12. Le Maître était souvent mal à l’aise d’entendre parler d’un riche héritier. Un disciple rapporte qu’il aurait dit « Avoir la fortune sans être passé par les épreuves pour l’obtenir est comme devenir empereur sans connaître les rites et les vertus : cela mène au désastre. »

13. Quand le prince ne prend pas soin de son peuple, il perd instantanément le mandat céleste et donne la légitimité aux mille familles de se révolter.

14. Être trop polis rend faux et prétentieux. Pas assez rend vulgaire et déplacé. A chaque nature son juste milieu. Culture et nature doivent être bien équilibrées.

15. Une colère hystérique est comme un moulin à eau. Parler à une personne dans cet état est comme apporter une goutte d’eau au moulin : vous amplifiez le phénomène. À part s’écarter et ne rien faire, aucune autre alternative n’est possible.

16. En cas d’incertitude ou d’inquiétude le Maître consultait toujours les anciens.

17. Le Maître discutait avec un ami dont le neveu était un disciple. Il dit à propos du neveu de son ami : « Il est certes très vertueux lorsqu’il n y a pas de femmes autour de lui. Amenez une jeune femme, le voilà qu’il perd ses moyens. » L’ami du Maître rétorqua : « – Mon bon vieux Ru, oses-tu me dire que tu n’es pas troublé par les femmes ? Si oui, à partir de maintenant je serai dresseur de dragons. – Certes, tu as raison. »

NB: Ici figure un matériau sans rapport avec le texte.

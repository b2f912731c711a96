//! Google Safe Browsing v4 lookup client.

use super::checker::{SafetyCheckError, SafetyChecker};
use async_trait::async_trait;
use reqwest::Client;
use serde::{Deserialize, Serialize};
use std::time::Duration;
use tracing::{debug, info};

pub const DEFAULT_ENDPOINT: &str = "https://safebrowsing.googleapis.com/v4/threatMatches:find";

const THREAT_TYPES: &[&str] = &[
    "MALWARE",
    "SOCIAL_ENGINEERING",
    "UNWANTED_SOFTWARE",
    "POTENTIALLY_HARMFUL_APPLICATION",
];

#[derive(Debug, Serialize)]
#[serde(rename_all = "camelCase")]
struct FindThreatMatchesRequest<'a> {
    client: ClientInfo<'a>,
    threat_info: ThreatInfo<'a>,
}

#[derive(Debug, Serialize)]
#[serde(rename_all = "camelCase")]
struct ClientInfo<'a> {
    client_id: &'a str,
    client_version: &'a str,
}

#[derive(Debug, Serialize)]
#[serde(rename_all = "camelCase")]
struct ThreatInfo<'a> {
    threat_types: &'a [&'a str],
    platform_types: [&'a str; 1],
    threat_entry_types: [&'a str; 1],
    threat_entries: [ThreatEntry<'a>; 1],
}

#[derive(Debug, Serialize)]
struct ThreatEntry<'a> {
    url: &'a str,
}

#[derive(Debug, Default, Deserialize)]
struct FindThreatMatchesResponse {
    #[serde(default)]
    matches: Vec<serde_json::Value>,
}

fn build_request(url: &str) -> FindThreatMatchesRequest<'_> {
    FindThreatMatchesRequest {
        client: ClientInfo {
            client_id: env!("CARGO_PKG_NAME"),
            client_version: env!("CARGO_PKG_VERSION"),
        },
        threat_info: ThreatInfo {
            threat_types: THREAT_TYPES,
            platform_types: ["ANY_PLATFORM"],
            threat_entry_types: ["URL"],
            threat_entries: [ThreatEntry { url }],
        },
    }
}

/// An empty body (`{}`) means no threat matched.
fn is_safe_response(body: &str) -> Result<bool, SafetyCheckError> {
    if body.trim().is_empty() {
        return Ok(true);
    }
    let parsed: FindThreatMatchesResponse =
        serde_json::from_str(body).map_err(|e| SafetyCheckError::Parse(e.to_string()))?;
    Ok(parsed.matches.is_empty())
}

/// Safe Browsing client.
///
/// The HTTP client carries its own timeout equal to the configured check
/// timeout, so a hung connection surfaces as [`SafetyCheckError::Timeout`].
pub struct SafeBrowsingClient {
    client: Client,
    endpoint: String,
    api_key: String,
    timeout: Duration,
}

impl SafeBrowsingClient {
    pub fn new(
        endpoint: impl Into<String>,
        api_key: impl Into<String>,
        timeout: Duration,
    ) -> Result<Self, SafetyCheckError> {
        let client = Client::builder()
            .timeout(timeout)
            .connect_timeout(timeout.min(Duration::from_secs(2)))
            .build()
            .map_err(|e| SafetyCheckError::Transport(e.to_string()))?;

        let endpoint = endpoint.into();
        info!(endpoint = %endpoint, "Using Safe Browsing reputation checks");

        Ok(Self {
            client,
            endpoint,
            api_key: api_key.into(),
            timeout,
        })
    }
}

#[async_trait]
impl SafetyChecker for SafeBrowsingClient {
    async fn is_safe(&self, url: &str) -> Result<bool, SafetyCheckError> {
        let response = self
            .client
            .post(&self.endpoint)
            .query(&[("key", self.api_key.as_str())])
            .json(&build_request(url))
            .send()
            .await
            .map_err(|e| {
                if e.is_timeout() {
                    SafetyCheckError::Timeout(self.timeout.as_millis() as u64)
                } else {
                    SafetyCheckError::Transport(e.to_string())
                }
            })?;

        let status = response.status();
        if !status.is_success() {
            return Err(SafetyCheckError::Api {
                status: status.as_u16(),
            });
        }

        let body = response
            .text()
            .await
            .map_err(|e| SafetyCheckError::Transport(e.to_string()))?;

        let safe = is_safe_response(&body)?;
        debug!(url, safe, "Safe Browsing lookup finished");
        Ok(safe)
    }
}
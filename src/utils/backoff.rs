//! Exponential delay schedules shared by the retry loops.

use std::time::Duration;
use tokio_retry::strategy::ExponentialBackoff;

/// Delays doubling from `base` and capped at `max`, `attempts` items long.
///
/// `ExponentialBackoff::from_millis(2)` yields 2, 4, 8... ms; the factor scales
/// that to `base`, 2 x `base`, 4 x `base`...
pub fn doubling_delays(base: Duration, max: Duration, attempts: usize) -> impl Iterator<Item = Duration> {
    let factor = (base.as_millis() as u64 / 2).max(1);
    ExponentialBackoff::from_millis(2)
        .factor(factor)
        .max_delay(max)
        .take(attempts)
}

/// Delay before retry number `attempt` (zero-based).
pub fn delay_for_attempt(base: Duration, max: Duration, attempt: u32) -> Duration {
    doubling_delays(base, max, attempt as usize + 1)
        .last()
        .unwrap_or(base)
}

18. Pauvre tout en étant persévérant, riche tout en étant oisif, me voilà fasciné.

19. Un disciple questionna le Maître a propos de la pratique des vertus et de la destinée : « – Maître, si notre destinée est déjà tracée par la volonté du Ciel, pourquoi nous efforcer d’être vertueux ? – Quelle grande question mon fils. Le Confucéen est astreint à la vertu jusqu’à la mort comme Maître Kong (Confucius) nous l’a montré par l’exemple de sa vie. De plus, on ne sait pas ce que la destinée nous réserve. Peut être que demain tu seras requis pour un poste élevé et que tes vertus seront nécessaires et brilleront à travers l’empire ? De plus, les vertus et l’étude sont la consolation de l’homme cultivé qui vit dans l’indigence. »

20. Après avoir entendu qu’un ami menait une vie difficile et pleine de malheurs, le Maître ne parlait plus et se rendait indisponible pour la journée. Certains disciples disent avoir vu le Maître dans ses appartements assis et immobile pendant plusieurs heures dans ce genre de situation.